Taoiseach Enda Kenny said he wanted to “realise the ambition to have 100,000 more people in work by 2016 and 2 million people in work by 2020″ but Sinn Féin said that Kenny was not clear on his intentions.
“Job creation and growth is the most important issue facing this state. In almost 12 months since this government took office, nearly half a million people remain unemployed,” Sinn Féin TD and spokesperson on jobs and enterprise Peadar Toibín said.
“The Taoiseach Enda Kenny seemed confused over whether the target is to create 100,000 additional jobs or as the he claimed, 100,000 net new jobs by 2016.”
He went on to say that “despite the fanfare” the plan was offering no new government money for job creation in Ireland.
“The government proposals today were mostly a rehash of initiatives already unveiled and the plan is to implement them within existing, significantly reduced, budgets,” he said.
Meanwhile, Fianna Fáil TD Willie O’Dea, the party’s spokesperson on jobs and enterprise, said that there was a “significant lack of imagination” in the plan.
Specifically he criticised the dissolving of city and county enterprise boards and the establishment of Local Enterprise Offices in each local authority, saying it was “optics”. O’Dea also said that credit and loan schemes for small businesses had already been announced before.
“Minister Bruton has acknowledged there is no ‘big bang’ in this plan to deal with the unemployment crisis.
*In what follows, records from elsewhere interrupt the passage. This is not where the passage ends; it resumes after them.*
//! The Gather engine: availability computation, enrollment admission
//! control, image caching, and query orchestration.
//!
//! Services are generic over the store traits in [`gather_core::store`];
//! any backend works. Every operation takes a
//! [`CancelToken`](gather_core::cancel::CancelToken) and stops before its
//! next write once the token fires.

pub mod cache;
pub mod enrollments;
pub mod events;
pub mod participants;

pub use cache::{CachePolicy, ImageCache};
pub use enrollments::{EnrollmentRequest, EnrollmentService};
pub use events::{EventListing, EventService, ListEventsRequest};
pub use participants::ParticipantService;

use gather_core::{Error, Result, cancel::CancelToken};

/// Bail out with [`Error::Cancelled`] once the token has fired. Called on
/// entry to every operation and again immediately before each write.
pub(crate) fn ensure_live(cancel: &CancelToken) -> Result<()> {
  if cancel.is_cancelled() {
    Err(Error::Cancelled)
  } else {
    Ok(())
  }
}
//! [`ParticipantService`] — participant-profile reads and edits.
//!
//! Profiles are created when a user registers and edited from the profile
//! page. Account creation and authentication live in the identity
//! subsystem; this service only stores the profile and resolves the
//! external account reference.

use std::sync::Arc;

use validator::Validate as _;

use gather_core::{
  Error, FieldError, Result,
  cancel::CancelToken,
  participant::{NewParticipant, Participant, ParticipantInsert, ParticipantPatch},
  store::ParticipantStore,
};

use crate::ensure_live;

pub struct ParticipantService<S> {
  store: Arc<S>,
}

impl<S> ParticipantService<S>
where
  S: ParticipantStore + 'static,
{
  pub fn new(store: Arc<S>) -> Self {
    Self { store }
  }

  /// Create a profile for a freshly registered account.
  pub async fn register(
    &self,
    input: NewParticipant,
    cancel: &CancelToken,
  ) -> Result<Participant> {
    ensure_live(cancel)?;
    input.validate().map_err(Error::from)?;

    ensure_live(cancel)?;
    match self.store.create_participant(input).await.map_err(Error::store)? {
      ParticipantInsert::Created(participant) => {
        tracing::info!(participant_id = participant.id, "participant registered");
        Ok(participant)
      }
      ParticipantInsert::DuplicateAccount => {
        Err(Error::Validation(vec![FieldError {
          field:   "account_id".into(),
          message: "a profile is already registered for this account".into(),
        }]))
      }
    }
  }

  pub async fn get(&self, id: i64, cancel: &CancelToken) -> Result<Participant> {
    ensure_live(cancel)?;
    self
      .store
      .get_participant(id)
      .await
      .map_err(Error::store)?
      .ok_or(Error::ParticipantNotFound(id))
  }

  pub async fn get_by_account(
    &self,
    account_id: &str,
    cancel: &CancelToken,
  ) -> Result<Participant> {
    ensure_live(cancel)?;
    self
      .store
      .find_participant_by_account(account_id)
      .await
      .map_err(Error::store)?
      .ok_or_else(|| Error::AccountNotRegistered(account_id.to_owned()))
  }

  pub async fn update_profile(
    &self,
    id: i64,
    patch: ParticipantPatch,
    cancel: &CancelToken,
  ) -> Result<Participant> {
    ensure_live(cancel)?;
    patch.validate().map_err(Error::from)?;

    ensure_live(cancel)?;
    self
      .store
      .update_participant(id, patch)
      .await
      .map_err(Error::store)?
      .ok_or(Error::ParticipantNotFound(id))
  }

  pub async fn list(&self, cancel: &CancelToken) -> Result<Vec<Participant>> {
    ensure_live(cancel)?;
    self.store.list_participants().await.map_err(Error::store)
  }
}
He is underselling it – there is absolutely no new thinking at all. There has been no new funding announced alongside this plan and most worrying is the lack of any specific job creation target for 2012.”
He added: “The Government’s document simply draws every measure that has been announced over the past few years, including by the last administration, into one document.”
Toibín went on to say that the lack of specific targets related to getting people off the live register rendered the document “meaningless”.
He added: “The bottom line is the document does not have a target for reducing unemployment. It is silent on the number of people who will be on the live register come the summer and the end of this year. Without these explicit targets the promises in the document are meaningless.”